## Input data

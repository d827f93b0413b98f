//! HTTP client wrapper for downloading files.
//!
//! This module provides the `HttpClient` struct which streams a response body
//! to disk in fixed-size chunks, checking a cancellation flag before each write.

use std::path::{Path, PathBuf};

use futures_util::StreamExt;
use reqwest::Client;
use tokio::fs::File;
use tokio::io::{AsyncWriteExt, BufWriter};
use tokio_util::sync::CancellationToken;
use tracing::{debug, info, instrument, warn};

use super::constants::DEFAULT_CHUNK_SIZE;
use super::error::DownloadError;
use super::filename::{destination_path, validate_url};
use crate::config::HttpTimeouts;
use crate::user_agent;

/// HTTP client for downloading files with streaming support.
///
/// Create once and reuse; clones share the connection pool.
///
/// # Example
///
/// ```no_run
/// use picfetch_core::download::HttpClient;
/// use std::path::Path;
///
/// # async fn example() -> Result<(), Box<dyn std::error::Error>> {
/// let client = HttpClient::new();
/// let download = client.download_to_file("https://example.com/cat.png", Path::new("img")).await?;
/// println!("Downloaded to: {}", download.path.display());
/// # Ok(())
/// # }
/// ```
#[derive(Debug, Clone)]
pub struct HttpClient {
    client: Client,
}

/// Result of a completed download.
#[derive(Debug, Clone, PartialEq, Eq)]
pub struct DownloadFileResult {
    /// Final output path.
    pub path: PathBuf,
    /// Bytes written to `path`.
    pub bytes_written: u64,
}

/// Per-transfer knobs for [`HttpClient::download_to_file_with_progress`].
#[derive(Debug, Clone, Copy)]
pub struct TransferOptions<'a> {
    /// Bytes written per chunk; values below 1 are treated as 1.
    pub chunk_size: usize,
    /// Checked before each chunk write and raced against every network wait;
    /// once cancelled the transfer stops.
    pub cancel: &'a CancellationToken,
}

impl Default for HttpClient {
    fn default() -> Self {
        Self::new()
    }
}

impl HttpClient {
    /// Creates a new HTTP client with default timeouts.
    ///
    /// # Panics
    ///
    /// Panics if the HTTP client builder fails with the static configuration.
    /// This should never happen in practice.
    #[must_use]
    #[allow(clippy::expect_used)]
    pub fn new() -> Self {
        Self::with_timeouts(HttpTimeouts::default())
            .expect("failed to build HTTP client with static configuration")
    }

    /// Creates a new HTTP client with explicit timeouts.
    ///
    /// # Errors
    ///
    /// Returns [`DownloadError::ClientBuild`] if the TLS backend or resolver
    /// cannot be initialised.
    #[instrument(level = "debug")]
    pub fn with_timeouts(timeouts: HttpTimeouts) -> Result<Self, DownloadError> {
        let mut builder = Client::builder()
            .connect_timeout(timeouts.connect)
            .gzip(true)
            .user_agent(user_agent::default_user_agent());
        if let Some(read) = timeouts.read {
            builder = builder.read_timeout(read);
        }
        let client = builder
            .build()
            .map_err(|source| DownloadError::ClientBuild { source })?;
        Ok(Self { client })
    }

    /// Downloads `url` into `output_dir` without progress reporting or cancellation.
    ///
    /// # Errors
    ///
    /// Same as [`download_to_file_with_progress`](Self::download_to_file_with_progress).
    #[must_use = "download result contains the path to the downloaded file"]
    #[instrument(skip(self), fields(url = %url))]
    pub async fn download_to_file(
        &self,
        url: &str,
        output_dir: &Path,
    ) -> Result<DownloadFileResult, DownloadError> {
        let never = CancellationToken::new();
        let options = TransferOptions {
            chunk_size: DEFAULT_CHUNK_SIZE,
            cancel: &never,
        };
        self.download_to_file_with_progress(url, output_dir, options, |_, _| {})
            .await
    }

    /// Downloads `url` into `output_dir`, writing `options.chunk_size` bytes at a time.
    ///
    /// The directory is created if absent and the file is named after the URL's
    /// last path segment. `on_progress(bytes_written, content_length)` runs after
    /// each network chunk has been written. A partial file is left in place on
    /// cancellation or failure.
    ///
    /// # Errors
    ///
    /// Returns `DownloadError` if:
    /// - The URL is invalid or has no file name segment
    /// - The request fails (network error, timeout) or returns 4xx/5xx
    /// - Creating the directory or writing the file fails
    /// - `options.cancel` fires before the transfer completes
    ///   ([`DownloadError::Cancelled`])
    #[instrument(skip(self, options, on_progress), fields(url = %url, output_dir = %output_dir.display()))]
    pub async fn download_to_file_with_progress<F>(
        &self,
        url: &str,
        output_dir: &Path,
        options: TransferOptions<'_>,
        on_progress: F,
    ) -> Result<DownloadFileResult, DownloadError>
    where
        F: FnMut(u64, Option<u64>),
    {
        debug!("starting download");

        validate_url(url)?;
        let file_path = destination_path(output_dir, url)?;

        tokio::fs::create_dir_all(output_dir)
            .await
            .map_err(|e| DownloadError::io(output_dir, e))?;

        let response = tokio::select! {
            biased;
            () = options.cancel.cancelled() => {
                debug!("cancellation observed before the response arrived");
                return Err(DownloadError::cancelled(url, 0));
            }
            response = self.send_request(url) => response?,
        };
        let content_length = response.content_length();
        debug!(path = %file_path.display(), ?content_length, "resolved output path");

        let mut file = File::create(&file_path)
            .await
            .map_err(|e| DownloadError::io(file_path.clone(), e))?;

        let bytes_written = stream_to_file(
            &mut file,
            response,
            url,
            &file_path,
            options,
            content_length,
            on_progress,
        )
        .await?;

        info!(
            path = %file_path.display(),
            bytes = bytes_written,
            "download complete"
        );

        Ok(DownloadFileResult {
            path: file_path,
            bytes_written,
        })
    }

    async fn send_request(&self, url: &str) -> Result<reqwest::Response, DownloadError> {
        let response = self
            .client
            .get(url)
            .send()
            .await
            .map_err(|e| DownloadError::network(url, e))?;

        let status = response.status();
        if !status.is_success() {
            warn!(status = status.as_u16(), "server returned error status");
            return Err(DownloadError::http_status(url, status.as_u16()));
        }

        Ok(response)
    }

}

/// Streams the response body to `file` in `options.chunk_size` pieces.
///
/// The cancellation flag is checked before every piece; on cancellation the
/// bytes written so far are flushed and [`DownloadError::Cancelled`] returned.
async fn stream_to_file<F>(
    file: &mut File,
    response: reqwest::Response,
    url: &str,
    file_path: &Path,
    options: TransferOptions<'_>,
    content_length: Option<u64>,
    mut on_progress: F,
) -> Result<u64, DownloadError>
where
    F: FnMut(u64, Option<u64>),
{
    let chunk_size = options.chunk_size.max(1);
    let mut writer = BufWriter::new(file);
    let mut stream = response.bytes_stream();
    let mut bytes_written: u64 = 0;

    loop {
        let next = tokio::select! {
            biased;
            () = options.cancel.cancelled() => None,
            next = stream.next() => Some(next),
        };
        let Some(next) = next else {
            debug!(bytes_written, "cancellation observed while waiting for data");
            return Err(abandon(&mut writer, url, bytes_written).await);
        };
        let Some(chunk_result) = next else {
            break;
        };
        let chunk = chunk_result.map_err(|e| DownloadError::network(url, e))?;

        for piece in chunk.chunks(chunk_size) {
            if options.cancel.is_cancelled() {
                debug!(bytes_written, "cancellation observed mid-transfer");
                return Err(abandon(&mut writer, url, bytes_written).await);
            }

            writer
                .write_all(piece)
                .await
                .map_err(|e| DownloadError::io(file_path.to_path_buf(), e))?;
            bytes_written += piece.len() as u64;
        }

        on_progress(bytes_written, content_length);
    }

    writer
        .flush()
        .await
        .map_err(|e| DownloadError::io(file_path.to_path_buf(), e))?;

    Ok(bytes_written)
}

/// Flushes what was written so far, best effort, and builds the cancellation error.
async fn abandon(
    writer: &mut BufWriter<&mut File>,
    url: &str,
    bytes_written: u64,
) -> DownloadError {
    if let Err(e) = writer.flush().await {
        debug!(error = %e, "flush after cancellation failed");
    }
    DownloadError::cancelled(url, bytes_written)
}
--
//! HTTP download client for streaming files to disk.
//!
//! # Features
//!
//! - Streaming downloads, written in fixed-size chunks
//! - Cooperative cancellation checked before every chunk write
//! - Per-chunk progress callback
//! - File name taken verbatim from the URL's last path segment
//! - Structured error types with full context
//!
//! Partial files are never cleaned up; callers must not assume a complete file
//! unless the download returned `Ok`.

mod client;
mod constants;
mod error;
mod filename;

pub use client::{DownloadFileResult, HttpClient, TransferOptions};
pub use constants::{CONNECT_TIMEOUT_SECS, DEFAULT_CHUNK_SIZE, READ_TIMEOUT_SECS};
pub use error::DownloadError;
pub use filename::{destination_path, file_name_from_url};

## Directions
Check each line of the data for "next". Copy the lines where it turns up.

## Answer
        let next = tokio::select! {
            next = stream.next() => Some(next),
        let Some(next) = next else {
        let Some(chunk_result) = next else {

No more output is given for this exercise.